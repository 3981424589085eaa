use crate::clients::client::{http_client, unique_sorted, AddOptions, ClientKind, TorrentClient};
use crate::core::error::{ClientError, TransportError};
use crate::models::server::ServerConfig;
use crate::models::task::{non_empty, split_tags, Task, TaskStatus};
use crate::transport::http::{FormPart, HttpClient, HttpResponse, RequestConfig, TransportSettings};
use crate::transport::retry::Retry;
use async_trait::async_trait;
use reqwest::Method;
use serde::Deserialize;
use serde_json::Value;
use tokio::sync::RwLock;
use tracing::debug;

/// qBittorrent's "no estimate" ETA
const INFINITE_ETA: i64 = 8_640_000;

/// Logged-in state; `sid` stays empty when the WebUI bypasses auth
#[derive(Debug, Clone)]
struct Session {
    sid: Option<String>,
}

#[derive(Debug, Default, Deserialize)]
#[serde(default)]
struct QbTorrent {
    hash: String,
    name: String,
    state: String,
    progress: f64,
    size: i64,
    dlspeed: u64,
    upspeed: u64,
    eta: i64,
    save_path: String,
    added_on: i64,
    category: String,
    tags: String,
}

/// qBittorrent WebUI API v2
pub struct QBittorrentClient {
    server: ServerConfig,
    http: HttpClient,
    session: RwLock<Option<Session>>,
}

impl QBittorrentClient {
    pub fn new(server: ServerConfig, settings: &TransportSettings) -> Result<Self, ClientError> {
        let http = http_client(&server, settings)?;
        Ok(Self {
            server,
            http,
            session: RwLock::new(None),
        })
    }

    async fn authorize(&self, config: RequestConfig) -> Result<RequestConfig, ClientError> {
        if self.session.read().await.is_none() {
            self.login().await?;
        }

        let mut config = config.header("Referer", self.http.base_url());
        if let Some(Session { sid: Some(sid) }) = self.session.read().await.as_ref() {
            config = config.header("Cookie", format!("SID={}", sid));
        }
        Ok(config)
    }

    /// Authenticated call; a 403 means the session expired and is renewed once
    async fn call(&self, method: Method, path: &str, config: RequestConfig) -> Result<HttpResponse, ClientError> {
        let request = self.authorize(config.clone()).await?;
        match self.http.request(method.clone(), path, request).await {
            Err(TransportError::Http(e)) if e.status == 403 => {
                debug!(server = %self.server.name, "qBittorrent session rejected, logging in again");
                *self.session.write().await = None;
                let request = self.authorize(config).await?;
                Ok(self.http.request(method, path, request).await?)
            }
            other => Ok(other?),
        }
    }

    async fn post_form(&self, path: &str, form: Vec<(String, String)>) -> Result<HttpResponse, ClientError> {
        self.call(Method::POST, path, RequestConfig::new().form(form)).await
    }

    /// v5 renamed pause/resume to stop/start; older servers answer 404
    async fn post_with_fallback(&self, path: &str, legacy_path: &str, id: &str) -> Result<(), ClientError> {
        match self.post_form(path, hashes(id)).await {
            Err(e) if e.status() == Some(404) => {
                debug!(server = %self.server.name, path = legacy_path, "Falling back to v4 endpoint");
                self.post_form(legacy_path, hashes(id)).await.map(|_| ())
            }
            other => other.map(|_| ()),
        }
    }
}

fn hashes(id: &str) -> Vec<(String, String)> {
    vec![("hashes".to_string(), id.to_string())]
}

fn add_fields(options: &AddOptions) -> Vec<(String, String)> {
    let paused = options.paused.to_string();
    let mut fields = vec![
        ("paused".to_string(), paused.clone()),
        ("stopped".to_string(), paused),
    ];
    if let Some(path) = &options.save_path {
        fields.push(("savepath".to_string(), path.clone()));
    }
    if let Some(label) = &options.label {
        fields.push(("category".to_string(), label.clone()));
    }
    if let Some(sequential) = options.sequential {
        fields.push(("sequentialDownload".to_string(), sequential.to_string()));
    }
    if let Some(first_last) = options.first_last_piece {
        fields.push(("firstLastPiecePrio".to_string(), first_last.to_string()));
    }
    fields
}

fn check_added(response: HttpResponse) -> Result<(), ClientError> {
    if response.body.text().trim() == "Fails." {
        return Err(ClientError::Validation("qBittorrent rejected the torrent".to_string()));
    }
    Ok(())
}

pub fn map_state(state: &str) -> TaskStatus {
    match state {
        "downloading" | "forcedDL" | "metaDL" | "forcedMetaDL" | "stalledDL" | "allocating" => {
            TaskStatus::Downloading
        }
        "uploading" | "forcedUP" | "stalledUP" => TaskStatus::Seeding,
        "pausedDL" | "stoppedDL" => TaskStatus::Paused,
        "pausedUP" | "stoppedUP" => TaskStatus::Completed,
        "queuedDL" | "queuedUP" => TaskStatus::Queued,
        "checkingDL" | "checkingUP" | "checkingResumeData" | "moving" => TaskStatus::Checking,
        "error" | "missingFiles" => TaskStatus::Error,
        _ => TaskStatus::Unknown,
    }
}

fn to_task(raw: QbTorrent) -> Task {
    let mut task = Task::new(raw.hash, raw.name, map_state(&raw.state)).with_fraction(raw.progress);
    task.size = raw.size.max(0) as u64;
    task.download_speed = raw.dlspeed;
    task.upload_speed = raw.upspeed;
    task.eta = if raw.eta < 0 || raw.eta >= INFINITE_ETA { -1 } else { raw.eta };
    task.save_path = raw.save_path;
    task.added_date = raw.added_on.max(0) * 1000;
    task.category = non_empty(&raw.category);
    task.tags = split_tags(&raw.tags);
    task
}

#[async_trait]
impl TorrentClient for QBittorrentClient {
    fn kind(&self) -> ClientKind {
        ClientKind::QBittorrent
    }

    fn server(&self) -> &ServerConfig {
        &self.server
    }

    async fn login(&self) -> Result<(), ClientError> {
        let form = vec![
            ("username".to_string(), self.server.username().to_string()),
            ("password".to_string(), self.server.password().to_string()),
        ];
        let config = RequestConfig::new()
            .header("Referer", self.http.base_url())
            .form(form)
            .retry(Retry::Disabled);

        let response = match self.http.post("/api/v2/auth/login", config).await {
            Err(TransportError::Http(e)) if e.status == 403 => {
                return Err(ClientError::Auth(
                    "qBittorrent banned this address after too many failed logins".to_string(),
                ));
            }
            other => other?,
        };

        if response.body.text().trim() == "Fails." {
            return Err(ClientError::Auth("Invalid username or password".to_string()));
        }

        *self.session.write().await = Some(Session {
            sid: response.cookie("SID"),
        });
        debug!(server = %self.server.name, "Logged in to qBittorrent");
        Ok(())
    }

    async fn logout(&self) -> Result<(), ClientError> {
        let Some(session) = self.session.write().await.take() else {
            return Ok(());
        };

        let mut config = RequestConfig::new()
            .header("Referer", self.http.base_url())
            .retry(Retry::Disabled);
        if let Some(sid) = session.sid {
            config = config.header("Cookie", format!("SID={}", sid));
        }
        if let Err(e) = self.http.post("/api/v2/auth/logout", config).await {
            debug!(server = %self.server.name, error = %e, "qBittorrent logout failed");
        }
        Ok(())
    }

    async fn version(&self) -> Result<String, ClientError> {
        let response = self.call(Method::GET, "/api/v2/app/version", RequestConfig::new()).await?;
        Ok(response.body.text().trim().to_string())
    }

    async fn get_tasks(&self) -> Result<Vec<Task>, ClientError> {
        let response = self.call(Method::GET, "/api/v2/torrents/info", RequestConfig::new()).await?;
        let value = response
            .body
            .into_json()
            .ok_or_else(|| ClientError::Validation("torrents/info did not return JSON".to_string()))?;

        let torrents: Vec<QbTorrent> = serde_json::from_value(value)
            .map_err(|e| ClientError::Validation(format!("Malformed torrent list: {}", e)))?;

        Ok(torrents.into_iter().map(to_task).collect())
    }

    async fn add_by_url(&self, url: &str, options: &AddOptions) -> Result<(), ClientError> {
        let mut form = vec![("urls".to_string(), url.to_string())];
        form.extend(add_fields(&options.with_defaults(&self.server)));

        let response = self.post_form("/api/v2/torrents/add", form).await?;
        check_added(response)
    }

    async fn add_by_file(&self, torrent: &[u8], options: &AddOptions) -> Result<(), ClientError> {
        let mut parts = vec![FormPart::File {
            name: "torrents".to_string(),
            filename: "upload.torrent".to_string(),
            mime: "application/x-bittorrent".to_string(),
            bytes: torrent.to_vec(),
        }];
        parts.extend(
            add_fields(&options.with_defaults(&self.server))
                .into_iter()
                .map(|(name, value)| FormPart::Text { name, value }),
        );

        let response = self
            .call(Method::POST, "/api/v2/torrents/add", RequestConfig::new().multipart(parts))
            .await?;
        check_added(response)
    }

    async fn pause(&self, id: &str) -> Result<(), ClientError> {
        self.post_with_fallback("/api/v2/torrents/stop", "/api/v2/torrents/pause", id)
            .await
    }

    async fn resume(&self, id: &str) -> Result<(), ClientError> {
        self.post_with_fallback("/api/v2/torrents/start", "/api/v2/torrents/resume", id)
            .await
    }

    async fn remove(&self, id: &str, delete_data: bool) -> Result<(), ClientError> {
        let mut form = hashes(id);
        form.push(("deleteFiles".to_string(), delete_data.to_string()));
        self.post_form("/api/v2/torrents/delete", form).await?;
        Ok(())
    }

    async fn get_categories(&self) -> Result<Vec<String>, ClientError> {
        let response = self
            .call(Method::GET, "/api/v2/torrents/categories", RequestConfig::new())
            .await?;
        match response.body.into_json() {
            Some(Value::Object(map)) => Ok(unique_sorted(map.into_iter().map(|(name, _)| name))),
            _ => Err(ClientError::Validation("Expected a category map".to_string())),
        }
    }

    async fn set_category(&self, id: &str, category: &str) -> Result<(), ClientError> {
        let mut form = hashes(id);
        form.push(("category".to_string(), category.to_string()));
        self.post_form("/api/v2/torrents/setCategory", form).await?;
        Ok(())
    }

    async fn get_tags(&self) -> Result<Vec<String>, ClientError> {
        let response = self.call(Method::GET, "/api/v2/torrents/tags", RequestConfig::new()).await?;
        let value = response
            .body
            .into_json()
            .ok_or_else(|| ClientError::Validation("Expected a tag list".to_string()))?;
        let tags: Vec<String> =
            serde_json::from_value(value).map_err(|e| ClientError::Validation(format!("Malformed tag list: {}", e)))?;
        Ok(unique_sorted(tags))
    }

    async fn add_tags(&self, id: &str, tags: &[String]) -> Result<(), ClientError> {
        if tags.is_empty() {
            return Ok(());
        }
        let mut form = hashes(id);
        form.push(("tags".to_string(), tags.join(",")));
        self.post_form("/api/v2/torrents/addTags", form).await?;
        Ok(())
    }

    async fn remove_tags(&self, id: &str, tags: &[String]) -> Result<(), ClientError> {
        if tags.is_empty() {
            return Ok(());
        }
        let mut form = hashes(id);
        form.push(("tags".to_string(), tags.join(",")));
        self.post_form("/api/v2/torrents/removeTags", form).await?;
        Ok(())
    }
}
____________
__Exercise prompt__:
Could you return all lines from the records that include the word "extend"?

__Your solution__:
        form.extend(add_fields(&options.with_defaults(&self.server)));
        parts.extend(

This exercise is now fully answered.